Pas un gauchiste, peut-être. Mais un produit soixante-huitard quand même. 1966 : étudiant à la Wharton School en Pennsylvanie, il est «sérieux, pas génial», et président des élèves. L'époque est innervée par la guerre du Vietnam, dont il découvre la folie en rencontrant un ex-soldat amputé dans un bar. Il entre en politique par accident, quand l'un de ses amis antiguerre «se fait tabasser». Il organise le lendemain une manif contre la guerre, «la première dans une université». En 1968, il milite comme enseignant dans les ghettos de Harlem et du Bronx.

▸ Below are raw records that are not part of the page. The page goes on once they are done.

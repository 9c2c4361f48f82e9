use regex::Regex;

/// Decides whether model text signals uncertainty that warrants pausing for
/// user input. Pluggable so the heuristic can be swapped without touching
/// the loop.
pub trait UncertaintyClassifier: Send + Sync {
    fn is_uncertain(&self, text: &str) -> bool;
}

/// Phrases that indicate the model wants confirmation before continuing.
const MARKERS: &[&str] = &[
    "i'm not sure",
    "i am not sure",
    "i'm unsure",
    "this could go either way",
    "do you want me to",
    "should i proceed",
    "before i continue",
    "a few options",
    "which approach",
    "let me know if",
    "would you prefer",
];

/// Default classifier: case-insensitive phrase matching.
pub struct MarkerClassifier {
    pattern: Regex,
}

impl MarkerClassifier {
    pub fn new() -> Self {
        let alternation = MARKERS
            .iter()
            .map(|m| regex::escape(m))
            .collect::<Vec<_>>()
            .join("|");
        let pattern =
            Regex::new(&format!("(?i){alternation}")).expect("marker pattern is valid");
        Self { pattern }
    }
}

impl Default for MarkerClassifier {
    fn default() -> Self {
        Self::new()
    }
}

impl UncertaintyClassifier for MarkerClassifier {
    fn is_uncertain(&self, text: &str) -> bool {
        self.pattern.is_match(text)
    }
}

#[cfg(test)]
mod tests {
    use super::*;

    #[test]
    fn matches_uncertainty_phrases() {
        let c = MarkerClassifier::new();
        assert!(c.is_uncertain("I'm not sure which dataset you mean."));
        assert!(c.is_uncertain("Should I proceed with deleting the old runs?"));
        assert!(c.is_uncertain("There are a few options here."));
        assert!(c.is_uncertain("WOULD YOU PREFER the short version?"));
    }

    #[test]
    fn ignores_confident_text() {
        let c = MarkerClassifier::new();
        assert!(!c.is_uncertain("Done. Wrote the summary to notes.md."));
        assert!(!c.is_uncertain("The script finished with exit code 0."));
        assert!(!c.is_uncertain(""));
    }
}
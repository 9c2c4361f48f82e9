use std::path::{Path, PathBuf};

use anyhow::{Context, Result};

use crate::Config;

/// Resolve the data directory path, expanding ~ to the home directory.
pub fn resolve_data_dir(path: &str) -> PathBuf {
    if path.starts_with("~/") || path == "~" {
        if let Some(home) = dirs::home_dir() {
            return home.join(path.strip_prefix("~/").unwrap_or(""));
        }
    }
    PathBuf::from(path)
}

/// Find the config file by searching standard locations.
pub fn find_config_path() -> PathBuf {
    // 1. Current directory
    let local = Path::new("config.json");
    if local.exists() {
        return local.to_path_buf();
    }

    // 2. ~/.foreman/config.json
    if let Some(home) = dirs::home_dir() {
        let home_config = home.join(".foreman").join("config.json");
        if home_config.exists() {
            return home_config;
        }
    }

    // Default: ~/.foreman/config.json (will use defaults if missing)
    dirs::home_dir()
        .map(|h| h.join(".foreman").join("config.json"))
        .unwrap_or_else(|| PathBuf::from("config.json"))
}

/// Load configuration from a JSON file.
pub fn load_config(path: &Path) -> Result<Config> {
    if path.exists() {
        let contents = std::fs::read_to_string(path)
            .with_context(|| format!("failed to read config '{}'", path.display()))?;
        let config: Config = serde_json::from_str(&contents)
            .with_context(|| format!("failed to parse config '{}'", path.display()))?;
        Ok(config)
    } else {
        Ok(Config::default())
    }
}

/// Save configuration to a JSON file.
pub fn save_config(path: &Path, config: &Config) -> Result<()> {
    let contents = serde_json::to_string_pretty(config)?;
    if let Some(parent) = path.parent() {
        std::fs::create_dir_all(parent).with_context(|| {
            format!(
                "failed to create config directory '{}'",
                parent.to_string_lossy()
            )
        })?;
    }
    std::fs::write(path, contents)
        .with_context(|| format!("failed to write config '{}'", path.display()))?;
    Ok(())
}

#[cfg(test)]
mod tests {
    use super::*;

    #[test]
    fn missing_file_yields_defaults() {
        let cfg = load_config(Path::new("/nonexistent/config.json")).unwrap();
        assert_eq!(cfg.limits.max_steps, 10);
    }

    #[test]
    fn round_trip() {
        let dir = tempfile::tempdir().unwrap();
        let path = dir.path().join("sub").join("config.json");

        let mut cfg = Config::default();
        cfg.budgets.per_task_usd = 1.25;
        save_config(&path, &cfg).unwrap();

        let loaded = load_config(&path).unwrap();
        assert!((loaded.budgets.per_task_usd - 1.25).abs() < f64::EPSILON);
    }

    #[test]
    fn resolve_plain_path_unchanged() {
        assert_eq!(resolve_data_dir("/var/lib/foreman"), PathBuf::from("/var/lib/foreman"));
    }
}
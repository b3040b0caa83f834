//! Vector store abstraction layer.
//!
//! The ingestion pipeline talks to the store through the [`VectorStore`] trait; Qdrant is the
//! only backend.

mod qdrant;

pub use qdrant::QdrantBackend;

use std::sync::Arc;

use async_trait::async_trait;

use crate::error::VectorStoreError;
use crate::models::{Metric, VectorPoint, VectorStoreConfig};

/// Schema and size of a collection.
#[derive(Debug, Clone, PartialEq, Eq)]
pub struct CollectionInfo {
    pub name: String,
    pub dimension: u64,
    pub metric: Metric,
    pub points_count: u64,
}

impl CollectionInfo {
    /// Fail unless the collection was created with `dimension` and `metric`.
    pub fn check_schema(&self, dimension: u64, metric: Metric) -> Result<(), VectorStoreError> {
        if self.dimension != dimension || self.metric != metric {
            return Err(VectorStoreError::CollectionCreation(format!(
                "collection {} exists with dimension {} ({}), expected {} ({})",
                self.name, self.dimension, self.metric, dimension, metric
            )));
        }
        Ok(())
    }
}

/// Abstract trait for vector store operations.
#[async_trait]
pub trait VectorStore: Send + Sync {
    /// Check if the vector store is reachable.
    async fn health_check(&self) -> Result<(), VectorStoreError>;

    /// Returns None if the collection doesn't exist.
    async fn collection_info(&self, name: &str) -> Result<Option<CollectionInfo>, VectorStoreError>;

    /// Create the collection if absent, or verify the schema of the existing one.
    async fn ensure_collection(
        &self,
        name: &str,
        dimension: u64,
        metric: Metric,
    ) -> Result<CollectionInfo, VectorStoreError>;

    /// Write every point of a batch. On error, assume nothing was committed.
    async fn upsert_batch(
        &self,
        collection: &str,
        points: Vec<VectorPoint>,
    ) -> Result<(), VectorStoreError>;
}

/// Connect to the configured backend and verify it answers.
pub async fn connect(config: &VectorStoreConfig) -> Result<Arc<dyn VectorStore>, VectorStoreError> {
    let backend = QdrantBackend::connect(config).await?;
    Ok(Arc::new(backend))
}

/// Collection name for a run started at `timestamp` (Unix seconds).
pub fn collection_name(base: &str, timestamp: i64) -> String {
    format!("{base}_{timestamp}")
}

/// Collection name for a run starting now.
pub fn timestamped_collection_name(base: &str) -> String {
    collection_name(base, chrono::Utc::now().timestamp())
}

#[cfg(test)]
mod tests {
    use super::*;

    fn info(dimension: u64, metric: Metric) -> CollectionInfo {
        CollectionInfo {
            name: "Homecarepdf_1".to_string(),
            dimension,
            metric,
            points_count: 0,
        }
    }

    #[test]
    fn test_collection_name() {
        assert_eq!(
            collection_name("Homecarepdf", 1_731_152_491),
            "Homecarepdf_1731152491"
        );
        assert_ne!(
            collection_name("Homecarepdf", 1_731_152_491),
            collection_name("Homecarepdf", 1_731_152_492)
        );
    }

    #[test]
    fn test_timestamped_collection_name_prefix() {
        let name = timestamped_collection_name("Manuals");
        let suffix = name.strip_prefix("Manuals_").unwrap();
        assert!(suffix.parse::<i64>().is_ok());
    }

    #[test]
    fn test_check_schema() {
        assert!(info(1536, Metric::Cosine).check_schema(1536, Metric::Cosine).is_ok());
        assert!(matches!(
            info(768, Metric::Cosine).check_schema(1536, Metric::Cosine),
            Err(VectorStoreError::CollectionCreation(_))
        ));
        assert!(info(1536, Metric::Dot).check_schema(1536, Metric::Cosine).is_err());
    }
}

Il dit : «J'étais le dernier visiteur blanc du quartier : c'était hallucinant de pauvreté et d'exclusion, ça m'a ouvert les yeux sur le monde.»

Depuis, il a passé sa vie à pister les changements de civilisation, à «tenter d'ouvrir les yeux», notamment à la tête d'un think tank (la Fondation pour les tendances économiques) au coeur du pouvoir à Washington. Intellectuel pieuvre, anticipateur tentaculaire, il ferraille contre les biotechs dès la fin des années 70. Il croise le fer contre la propriété intellectuelle courant 80. Milite début 90 pour la Fin du travail avant les 35 heures. Dénonce les démissions devant les gaz à effet de serre. Depuis 2000, il alerte sur la fin du pétrole et la nécessité d'énergie alternative, comme l'hydrogène. «Après les révolutions technologiques du XXe siècle, la prochaine révolution sera énergétique», annonce-t-il.

Entre deux séismes, ce Cassandre orwellien n'aspire qu'à une chose : rentrer chez lui en Virginie, où il vit dans une «ferme avec des animaux», dont il a toujours défendu les droits. Cela ne l'empêchera pas d'être au vert dans le Sud de la France, fin mai. Histoire de vivre en temps réel le référendum. Et le sursis - ou l'enterrement - d'un rêve.

Mai 2005

(1) Le Rêve européen , 563 pp., 25 €, éditions Fayard.

Jeremy Rifkin en 9 dates

1945

Naissance à Denver.
1975

Premier de ses seize livres.
1977

Création de la Foundation for Economics Trends.
1980
Entropie.
1995
La Fin du travail.
1998
Le Siècle biotech.
2000
L'Age de l'accès.
2002
L'Economie hydrogène.
2004
Le Rêve européen.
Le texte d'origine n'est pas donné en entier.